*TASK ITEM*
Reproduce only the top of the records, down to and including the line containing "for server-context actions.".

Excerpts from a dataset
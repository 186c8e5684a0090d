//! Action dispatch and tool compilation.
//!
//! This crate turns action records from `actionflow-core` into things that
//! actually run:
//!
//! - [`http`] - resolves compiled request templates against call arguments
//!   and issues the HTTP requests for server-context actions.
//! - [`registry`] - the per-session registry of client callback functions
//!   that client-context actions are delivered to.
//! - [`compiler`] - compiles each action into a callable [`Tool`] whose name
//!   encodes the execution context (`ACTION_SERVER_` / `ACTION_CLIENT_`).
//! - [`dispatcher`] - direct one-shot execution of an action outside the
//!   tool layer.
//!
//! Execution failures are folded into `{error, details}` result values by
//! the compiled tools, so a conversation continues after a failed call and
//! the model can explain or retry.
//!
//! [`Tool`]: actionflow_core::Tool

pub mod compiler;
pub mod config;
pub mod dispatcher;
pub mod error;
pub mod http;
pub mod registry;

pub use compiler::{
    context_prefix, is_action_tool, sanitize, strip_context_prefix, tool_name, ToolCompiler,
    ACTION_PREFIX, CLIENT_PREFIX, SERVER_PREFIX,
};
pub use config::DispatchConfig;
pub use dispatcher::ActionDispatcher;
pub use error::{DispatchError, Result};
pub use http::HttpDispatcher;
pub use registry::{ClientFunction, ClientFunctionRegistry};
//! Callable tools and the tool registry.
//!
//! A [`Tool`] is the derived, ephemeral projection of one action: a name that
//! encodes its execution context, the natural-language description shown to
//! the model, the compiled input schema, and a bound async executor. Tools
//! are rebuilt whenever the action set for a conversation is loaded and are
//! never persisted.
//!
//! The [`ToolRegistry`] resolves tool calls by name and executes them,
//! multiple calls in parallel when a model turn requests more than one.
//! Failures are reported as data in the [`ToolOutput`] so the conversation
//! can continue and the model can see what went wrong.

use serde::{Deserialize, Serialize};
use serde_json::Value;
use std::collections::HashMap;
use std::future::Future;
use std::pin::Pin;
use std::sync::Arc;
use thiserror::Error;

/// Tool execution result.
pub type ToolResult = Result<Value, ToolError>;

/// Future type for async tool execution.
pub type ToolFuture = Pin<Box<dyn Future<Output = ToolResult> + Send>>;

/// Tool executor function type. The executor closes over everything the tool
/// needs (compiled request, client registry, HTTP client) at compile time.
pub type ToolExecutor = Arc<dyn Fn(Value) -> ToolFuture + Send + Sync>;

/// Errors that can occur when resolving or invoking a tool.
#[derive(Debug, Error, Clone, Serialize, Deserialize)]
pub enum ToolError {
    /// Tool not found in the registry.
    #[error("tool '{0}' not found; available tools: {1}")]
    ToolNotFound(String, String),

    /// Arguments did not have the expected shape.
    #[error("invalid arguments for tool '{tool}': {error}")]
    InvalidArguments { tool: String, error: String },

    /// The tool's executor failed.
    #[error("tool '{tool}' execution failed: {error}")]
    ExecutionFailed { tool: String, error: String },
}

/// A named, schema-validated, executable tool.
pub struct Tool {
    /// Tool name; carries the execution-context prefix.
    pub name: String,

    /// Description forwarded to the model.
    pub description: String,

    /// Input schema (JSON Schema) compiled from the action's parameters.
    pub input_schema: Value,

    /// Bound executor.
    pub executor: ToolExecutor,
}

impl Tool {
    /// Create a new tool.
    pub fn new(
        name: impl Into<String>,
        description: impl Into<String>,
        input_schema: Value,
        executor: ToolExecutor,
    ) -> Self {
        Self {
            name: name.into(),
            description: description.into(),
            input_schema,
            executor,
        }
    }

    /// Execute the tool with the given arguments.
    pub async fn execute(&self, args: Value) -> ToolResult {
        (self.executor)(args).await
    }

    /// Check that the arguments are an object, the only shape the compiled
    /// input schemas describe.
    pub fn validate_args(&self, args: &Value) -> Result<(), ToolError> {
        if args.is_object() {
            Ok(())
        } else {
            Err(ToolError::InvalidArguments {
                tool: self.name.clone(),
                error: "arguments must be an object".to_string(),
            })
        }
    }
}

impl std::fmt::Debug for Tool {
    fn fmt(&self, f: &mut std::fmt::Formatter<'_>) -> std::fmt::Result {
        f.debug_struct("Tool")
            .field("name", &self.name)
            .field("description", &self.description)
            .field("input_schema", &self.input_schema)
            .field("executor", &"<function>")
            .finish()
    }
}

/// One model-requested call to a tool.
#[derive(Debug, Clone, Serialize, Deserialize, PartialEq)]
pub struct ToolCall {
    /// Tool call id, assigned by the model layer.
    pub id: String,

    /// Tool name to invoke.
    pub name: String,

    /// Arguments (JSON object).
    pub args: Value,
}

impl ToolCall {
    pub fn new(id: impl Into<String>, name: impl Into<String>, args: Value) -> Self {
        Self {
            id: id.into(),
            name: name.into(),
            args,
        }
    }
}

/// The outcome of one tool call.
#[derive(Debug, Clone, Serialize, Deserialize, PartialEq)]
pub struct ToolCallResult {
    /// Tool call id (matches the request).
    pub id: String,

    /// Tool name that was invoked.
    pub name: String,

    /// Success or error output.
    pub output: ToolOutput,
}

/// Tool execution output.
#[derive(Debug, Clone, Serialize, Deserialize, PartialEq)]
#[serde(tag = "status", rename_all = "lowercase")]
pub enum ToolOutput {
    /// Successful execution.
    Success { content: Value },

    /// Execution failed.
    Error { error: String },
}

impl ToolOutput {
    pub fn is_error(&self) -> bool {
        matches!(self, ToolOutput::Error { .. })
    }
}

/// Registry of the tools compiled for one conversation.
#[derive(Default)]
pub struct ToolRegistry {
    tools: HashMap<String, Tool>,
}

impl ToolRegistry {
    /// Create a new empty registry.
    pub fn new() -> Self {
        Self {
            tools: HashMap::new(),
        }
    }

    /// Register a tool, replacing any previous tool with the same name.
    pub fn register(&mut self, tool: Tool) {
        self.tools.insert(tool.name.clone(), tool);
    }

    /// Get a tool by name.
    pub fn get(&self, name: &str) -> Option<&Tool> {
        self.tools.get(name)
    }

    /// Check whether a tool exists.
    pub fn has_tool(&self, name: &str) -> bool {
        self.tools.contains_key(name)
    }

    /// Names of every registered tool.
    pub fn tool_names(&self) -> Vec<String> {
        self.tools.keys().cloned().collect()
    }

    /// Number of registered tools.
    pub fn len(&self) -> usize {
        self.tools.len()
    }

    pub fn is_empty(&self) -> bool {
        self.tools.is_empty()
    }

    /// Execute a single tool call. Unknown tools and argument-shape problems
    /// are reported in the output, never raised.
    pub async fn execute_tool_call(&self, tool_call: &ToolCall) -> ToolCallResult {
        let tool = match self.get(&tool_call.name) {
            Some(tool) => tool,
            None => {
                return ToolCallResult {
                    id: tool_call.id.clone(),
                    name: tool_call.name.clone(),
                    output: ToolOutput::Error {
                        error: ToolError::ToolNotFound(
                            tool_call.name.clone(),
                            self.tool_names().join(", "),
                        )
                        .to_string(),
                    },
                };
            }
        };

        if let Err(error) = tool.validate_args(&tool_call.args) {
            return ToolCallResult {
                id: tool_call.id.clone(),
                name: tool_call.name.clone(),
                output: ToolOutput::Error {
                    error: error.to_string(),
                },
            };
        }

        match tool.execute(tool_call.args.clone()).await {
            Ok(content) => ToolCallResult {
                id: tool_call.id.clone(),
                name: tool_call.name.clone(),
                output: ToolOutput::Success { content },
            },
            Err(error) => ToolCallResult {
                id: tool_call.id.clone(),
                name: tool_call.name.clone(),
                output: ToolOutput::Error {
                    error: error.to_string(),
                },
            },
        }
    }

    /// Execute multiple tool calls in parallel. Results are returned in
    /// request order; the calls themselves run concurrently.
    pub async fn execute_tool_calls(&self, tool_calls: &[ToolCall]) -> Vec<ToolCallResult> {
        use futures::future::join_all;

        let futures = tool_calls.iter().map(|call| self.execute_tool_call(call));
        join_all(futures).await
    }
}

impl std::fmt::Debug for ToolRegistry {
    fn fmt(&self, f: &mut std::fmt::Formatter<'_>) -> std::fmt::Result {
        f.debug_struct("ToolRegistry")
            .field("tools", &self.tool_names())
            .finish()
    }
}
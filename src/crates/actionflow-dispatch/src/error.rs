//! Error types for action dispatch.

use actionflow_core::SchemaError;
use serde_json::{json, Value};
use thiserror::Error;

/// Result type for dispatch operations.
pub type Result<T> = std::result::Result<T, DispatchError>;

/// Errors that can occur while dispatching an action.
///
/// Dispatch errors are recovered locally: the tool compiler folds them into
/// an `{error, details}` result value via [`failure_value`] so the
/// conversation layer never sees them as exceptions and the model can reason
/// about the failure in its next turn.
///
/// [`failure_value`]: DispatchError::failure_value
#[derive(Debug, Error)]
pub enum DispatchError {
    /// The HTTP request could not be issued or completed.
    #[error("HTTP request failed: {0}")]
    Http(#[from] reqwest::Error),

    /// The upstream returned a non-success status.
    #[error("upstream returned status {status}: {body}")]
    Status { status: u16, body: String },

    /// The upstream response body was not valid JSON.
    #[error("upstream response was not valid JSON: {0}")]
    InvalidJson(String),

    /// A URL or header placeholder was still unresolved at dispatch time.
    #[error("parameter '{0}' was not resolved before dispatch")]
    UnresolvedPlaceholder(String),

    /// The requested client function is not in the caller-supplied registry.
    #[error("client function '{0}' is not registered")]
    UnknownClientFunction(String),

    /// No client registry was supplied for a client-context action.
    #[error("no client function registry was supplied")]
    MissingClientRegistry,

    /// The action's parameter schema could not be compiled.
    #[error("schema error: {0}")]
    Schema(#[from] SchemaError),

    /// A client function reported a failure of its own.
    #[error("client function failed: {0}")]
    ClientFunction(String),
}

impl DispatchError {
    /// Fold this error into the `{error, details}` value returned as the
    /// tool result.
    pub fn failure_value(&self) -> Value {
        let kind = match self {
            DispatchError::Http(_) => "request_failed",
            DispatchError::Status { .. } => "upstream_status",
            DispatchError::InvalidJson(_) => "invalid_json",
            DispatchError::UnresolvedPlaceholder(_) => "unresolved_parameter",
            DispatchError::UnknownClientFunction(_) => "unknown_client_function",
            DispatchError::MissingClientRegistry => "unknown_client_function",
            DispatchError::Schema(_) => "invalid_schema",
            DispatchError::ClientFunction(_) => "client_function_failed",
        };
        json!({"error": kind, "details": self.to_string()})
    }
}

*ANSWER TO THIS TASK*
repository 186c8e5684a0090d
//! Action dispatch and tool compilation.
//!
//! This crate turns action records from `actionflow-core` into things that
//! actually run:
//!
//! - [`http`] - resolves compiled request templates against call arguments
//!   and issues the HTTP requests for server-context actions.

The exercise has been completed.